É lei: de acordo com o Código de Trânsito Brasileiro, em todo cruzamento onde existe uma rotatória ou mini-rotatória, a preferencial é de quem está fazendo o contorno. Apesar de existir no papel e de ser reforçada nas vias por até quatro placas de sinalização iguais, em quatro esquinas consecutivas, a regra é bem pouco observada nas vias de Londrina.
A Folha percorreu alguns pontos e percebeu ser alarmante o volume de motoristas e motociclistas que, quando não respeitam placas e avisos de ''Pare'', simplesmente cruzam as mini-rotatórias como se elas não existissem, a ponto de trafegar em contramão ou de cruzar à frente de veículos que as contornam.

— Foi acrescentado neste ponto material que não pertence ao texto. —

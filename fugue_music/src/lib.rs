// Fugue Music Generator
//
// A contrapuntal composition engine: from a short generated subject it builds
// a complete multi-voice fugue (exposition with answers and countersubject,
// episodes, re-entries in related keys, stretto, final statement, cadence),
// then repairs the counterpoint against a grid-based cost model. With one
// voice it writes a monophonic melody instead.
//
// Architecture:
// - note.rs: Notes, phrases, and the rendered `Score`
// - transform.rs: Transposition, inversion, retrograde, time scaling, slicing
// - scale.rs: Scale-degree to pitch mapping (`ScaleMapper` seam + `ScaleTable`)
// - config.rs: `FugueParams`, CLI and sequencer configuration (serde JSON)
// - error.rs: Mapping, configuration, and export errors
// - subject.rs: Subject generation, tonal/real answer, countersubject
// - plan.rs: Exposition entry planning
// - episode.rs: Episodes, complex three-part episode, stretto, cadence
// - grid.rs: Score quantization onto a fixed step grid + interval helpers
// - scoring.rs: Weighted counterpoint cost
// - optimize.rs: Greedy optimizer, unison polish, range folding
// - render.rs: `FugueEngine`, the orchestrator
// - playback.rs: Step-wise playback cursor over a rendered score
// - sequencer.rs: Back-to-back piece playback with injected time
// - midi.rs: MIDI file output
//
// The generator is deterministic given a seed, supporting reproducible output.

pub mod config;
pub mod episode;
pub mod error;
pub mod grid;
pub mod midi;
pub mod note;
pub mod optimize;
pub mod plan;
pub mod playback;
pub mod render;
pub mod scale;
pub mod scoring;
pub mod sequencer;
pub mod subject;
pub mod transform;
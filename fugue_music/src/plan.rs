// Exposition planning: which voice enters when, with subject or answer.
//
// Voices enter one after another, `gap` quarter notes apart. Even-indexed
// voices state the subject, odd-indexed voices the answer. A single-voice plan
// is just the subject. Entries are consumed by render.rs, which places them on
// the per-voice timeline; they are not part of the final score.

use crate::config::FugueParams;
use crate::note::{Note, Phrase, phrase_duration};
use crate::subject::answer_for;

/// One planned statement of the subject or answer.
#[derive(Debug, Clone, PartialEq)]
pub struct Entry {
    /// Voice that states the material.
    pub voice_index: usize,
    /// Start time in quarter notes from the beginning of the section.
    pub start_time: f64,
    pub material: Phrase,
    /// True for the subject, false for the answer.
    pub is_subject: bool,
}

/// Distance between exposition entries: the explicit gap if configured,
/// otherwise the subject length shortened by the stretto overlap.
pub fn entry_gap(subject: &[Note], params: &FugueParams) -> f64 {
    match params.entry_gap_beats {
        Some(gap) if gap > 0.0 => gap,
        _ => phrase_duration(subject) * (1.0 - params.overlap()),
    }
}

/// Build the exposition entry plan.
pub fn make_entry_plan(subject: &[Note], params: &FugueParams) -> Vec<Entry> {
    let voices = params.voice_count();
    if voices == 1 {
        return vec![Entry {
            voice_index: 0,
            start_time: 0.0,
            material: subject.to_vec(),
            is_subject: true,
        }];
    }

    let gap = entry_gap(subject, params);
    let answer = answer_for(subject, params);
    (0..voices)
        .map(|v| {
            let is_subject = v % 2 == 0;
            Entry {
                voice_index: v,
                start_time: v as f64 * gap,
                material: if is_subject {
                    subject.to_vec()
                } else {
                    answer.clone()
                },
                is_subject,
            }
        })
        .collect()
}
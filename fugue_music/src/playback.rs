// Step-wise playback of a rendered score.
//
// A `PlaybackCursor` walks a `Score` one sixteenth note at a time. It keeps one
// "next note time" and one "next note index" per voice. Each tick covers the
// window [t, t + 0.25) of musical time and returns every note that starts
// inside it, converted to seconds at the given tempo. Rests advance their
// voice silently.
//
// The cursor never touches the score; it only reads it. It is not shared
// between threads.

use crate::note::{DURATION_EPSILON, Score, midi_pitch};
use serde::Serialize;
use tracing::debug;

/// Musical time covered by one tick (a sixteenth note).
pub const TICK_BEATS: f64 = 0.25;

/// A note due for playback.
#[derive(Debug, Clone, Copy, PartialEq, Serialize)]
pub struct ScheduledNote {
    pub voice: usize,
    pub pitch: u8,
    pub velocity: u8,
    pub duration_secs: f64,
}

/// Per-voice playback position over an owned score.
#[derive(Debug, Clone)]
pub struct PlaybackCursor {
    score: Score,
    musical_time: f64,
    next_times: Vec<f64>,
    positions: Vec<usize>,
}

impl PlaybackCursor {
    pub fn new(score: Score) -> Self {
        let voices = score.voice_count();
        PlaybackCursor {
            score,
            musical_time: 0.0,
            next_times: vec![0.0; voices],
            positions: vec![0; voices],
        }
    }

    pub fn score(&self) -> &Score {
        &self.score
    }

    /// Musical time already played, in quarter notes.
    pub fn musical_time(&self) -> f64 {
        self.musical_time
    }

    /// True once every voice has consumed all its notes.
    pub fn is_exhausted(&self) -> bool {
        self.score
            .voices()
            .iter()
            .zip(&self.positions)
            .all(|(voice, &pos)| pos >= voice.len())
    }

    /// Advance by one sixteenth and return the notes starting in that window.
    pub fn tick(&mut self, bpm: f64) -> Vec<ScheduledNote> {
        let seconds_per_beat = 60.0 / bpm;
        let window_end = self.musical_time + TICK_BEATS;
        let mut due = Vec::new();

        for (voice, phrase) in self.score.voices().iter().enumerate() {
            while let Some(note) = phrase.get(self.positions[voice]) {
                if self.next_times[voice] >= window_end - DURATION_EPSILON {
                    break;
                }
                self.next_times[voice] += note.duration;
                self.positions[voice] += 1;
                match note.pitch {
                    Some(p) => due.push(ScheduledNote {
                        voice,
                        pitch: midi_pitch(p),
                        velocity: note.velocity,
                        duration_secs: note.duration * seconds_per_beat,
                    }),
                    None => debug!(voice, time = self.musical_time, "rest"),
                }
            }
        }

        self.musical_time = window_end;
        due
    }
}
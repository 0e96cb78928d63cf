// End-to-end tests for the rendering pipeline.
//
// Each test drives the public API the way the CLI and the sequencer do:
// build a scale table, generate or hand-write a subject, render a score, and
// check structural properties of the result (voice count, entry placement,
// common horizon, ranges, determinism, playback).

use fugue_music::config::FugueParams;
use fugue_music::note::{DURATION_EPSILON, Note, Phrase, Score, phrase_duration};
use fugue_music::playback::PlaybackCursor;
use fugue_music::render::FugueEngine;
use fugue_music::scale::{ScaleMapper, ScaleTable};
use fugue_music::scoring::score_counterpoint;

/// Quarter notes on scale degrees 0, 1, 2, 0 of `mapper`.
fn degree_subject(mapper: &ScaleTable) -> Phrase {
    [0, 1, 2, 0]
        .iter()
        .map(|&d| Note::pitched(mapper.get_note(d, 0).unwrap() as i32, 1.0, 96))
        .collect()
}

fn first_sounding_start(voice: &[Note]) -> Option<(f64, i32)> {
    let mut t = 0.0;
    for note in voice {
        if let Some(p) = note.pitch {
            return Some((t, p));
        }
        t += note.duration;
    }
    None
}

fn assert_common_horizon(score: &Score) {
    let horizon = score.horizon();
    for (i, voice) in score.voices().iter().enumerate() {
        assert!(
            (phrase_duration(voice) - horizon).abs() < DURATION_EPSILON,
            "voice {i} ends at {} but horizon is {horizon}",
            phrase_duration(voice)
        );
    }
}

#[test]
fn two_voice_exposition_places_answer_at_entry_gap() {
    let mapper = ScaleTable::c_major();
    let subject = degree_subject(&mapper);
    for gap in [4.0, 6.0] {
        let params = FugueParams {
            n_voices: 2,
            mode: "major".to_string(),
            stretto_overlap: 0.0,
            entry_gap_beats: Some(gap),
            // The default soprano range starts at 72, and range folding runs
            // last, so middle C would come out an octave higher. Widen the
            // ranges to keep the subject at its written pitch.
            ranges: Some(vec![(55, 84), (43, 72)]),
            ..FugueParams::default()
        };
        let mut engine = FugueEngine::new(mapper, 11);
        let score = engine.render(&subject, &params);

        assert_eq!(score.voice_count(), 2);
        let tonic = mapper.get_note(0, 0).unwrap() as i32;
        assert_eq!(score.voices()[0][0].pitch, Some(tonic));

        let (start, _) = first_sounding_start(&score.voices()[1]).unwrap();
        assert!(
            (start - gap).abs() < DURATION_EPSILON,
            "voice 1 entered at {start}, expected {gap}"
        );
        assert_common_horizon(&score);
    }
}

#[test]
fn default_ranges_fold_low_opening_into_soprano() {
    let mapper = ScaleTable::c_major();
    let subject = degree_subject(&mapper);
    let params = FugueParams {
        n_voices: 2,
        mode: "major".to_string(),
        entry_gap_beats: Some(4.0),
        ..FugueParams::default()
    };
    let mut engine = FugueEngine::new(mapper, 11);
    let score = engine.render(&subject, &params);
    assert_eq!(score.voices()[0][0].pitch, Some(72));
}

#[test]
fn rendered_voices_share_horizon() {
    for voices in 2..=4 {
        let mapper = ScaleTable::from_name("minor", 60).unwrap();
        let params = FugueParams {
            n_voices: voices,
            ..FugueParams::default()
        };
        let mut engine = FugueEngine::new(mapper, 1234 + voices as u64);
        let subject = engine.generate_subject(&params, 1);
        let score = engine.render(&subject, &params);

        assert_eq!(score.voice_count(), voices);
        assert!(score.horizon() > phrase_duration(&subject));
        assert_common_horizon(&score);
    }
}

#[test]
fn rendering_is_deterministic_per_seed() {
    let params = FugueParams::default();
    let render = |seed: u64| {
        let mut engine = FugueEngine::new(ScaleTable::from_name("minor", 60).unwrap(), seed);
        let subject = engine.generate_subject(&params, 2);
        engine.render(&subject, &params)
    };
    assert_eq!(render(77), render(77));
    assert_ne!(render(77), render(78));
}

#[test]
fn rendered_pitches_stay_in_voice_ranges() {
    let params = FugueParams {
        n_voices: 4,
        tonic: 62,
        mode: "dorian".to_string(),
        stretto_overlap: 0.5,
        ..FugueParams::default()
    };
    let mut engine = FugueEngine::new(ScaleTable::from_name("dorian", 62).unwrap(), 9);
    let subject = engine.generate_subject(&params, 1);
    let score = engine.render(&subject, &params);
    let ranges = params.voice_ranges(4);

    for (voice, &(lo, hi)) in score.voices().iter().zip(&ranges) {
        for note in voice {
            if let Some(p) = note.pitch {
                assert!((lo..=hi).contains(&p), "pitch {p} outside {lo}..={hi}");
            }
        }
    }
}

#[test]
fn single_voice_renders_melody_starting_with_subject() {
    let mapper = ScaleTable::c_major();
    let subject = degree_subject(&mapper);
    let params = FugueParams {
        n_voices: 1,
        mode: "major".to_string(),
        ..FugueParams::default()
    };
    let mut engine = FugueEngine::new(mapper, 5);
    let score = engine.render(&subject, &params);

    assert_eq!(score.voice_count(), 1);
    let melody = &score.voices()[0];
    assert!(melody.len() > subject.len());
    assert_eq!(&melody[..subject.len()], subject.as_slice());
    assert!(score.horizon() <= params.monophonic_max_beats);
}

#[test]
fn empty_subject_renders_empty_voices() {
    let params = FugueParams::default();
    let mut engine = FugueEngine::new(ScaleTable::c_major(), 3);
    let score = engine.render(&[], &params);
    assert_eq!(score.voice_count(), 3);
    assert!(score.is_empty());
    assert_eq!(score.note_count(), 0);
}

#[test]
fn counterpoint_cost_is_finite_for_rendered_score() {
    let params = FugueParams::default();
    let mut engine = FugueEngine::new(ScaleTable::from_name("minor", 60).unwrap(), 40);
    let subject = engine.generate_subject(&params, 1);
    let score = engine.render(&subject, &params);
    let cost = score_counterpoint(score.voices(), &params);
    assert!(cost.total.is_finite());
    assert!(cost.parallel >= 0.0 && cost.dissonance >= 0.0 && cost.crossing >= 0.0);
}

#[test]
fn playback_emits_every_sounding_note() {
    let params = FugueParams {
        n_voices: 3,
        ..FugueParams::default()
    };
    let mut engine = FugueEngine::new(ScaleTable::from_name("minor", 57).unwrap(), 2024);
    let subject = engine.generate_subject(&params, 1);
    let score = engine.render(&subject, &params);
    let sounding: usize = score
        .voices()
        .iter()
        .map(|v| v.iter().filter(|n| !n.is_rest()).count())
        .sum();

    let max_ticks = (score.horizon() / 0.25).ceil() as usize + 8;
    let mut cursor = PlaybackCursor::new(score);
    let mut played = 0;
    let mut ticks = 0;
    while !cursor.is_exhausted() {
        played += cursor.tick(120.0).len();
        ticks += 1;
        assert!(ticks <= max_ticks, "playback did not finish");
    }
    assert_eq!(played, sounding);
}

Um desses locais fica no Parque Oriente (Zona Leste) em uma espécie de contorno composto por cinco canteiros que liga quatro vias: Avenida Celso Garcia Cid, Estrada dos Pioneiros e as ruas Jambo e Carmela Dutra. Dona de um salão (que também é residência) em frente à área, a cabeleireira Nilza Fonseca Félix, 42 anos, mostrou os estilhaços da última batida na calçada e o portão que decidiu instalar para se proteger dos carros que chegam rente a ele. O problema ali, comentou, é que muitas vezes quem chega pela estrada não obedece as placas e sobe pela Celso Garcia, na contramão. ''A gente vê um acidente por semana, no mínimo, fora os sustos constantes pelas brecadas de quem vem no mesmo sentido e se topa. Com o portão, espero ao menos que, se baterem na minha casa, o carro não chegue até a parede.''
Também na Celso Garcia, agora no cruzamento com a Rua Catarina de Bora, a mini-rotatória implantada há cerca de quatro meses tem causado confusão quando o que vale é ceder a vez para o outro passar, ante as placas de Pare instaladas em cada uma das quatro esquinas. ''Até onde sei, a preferência é de quem está na rotatória, mas muita gente que vem pela avenida pensa que ela é a preferencial. Resultado: quase ninguém acaba parando'', contou o cirurgião dentista Vladimir Campanini, 33.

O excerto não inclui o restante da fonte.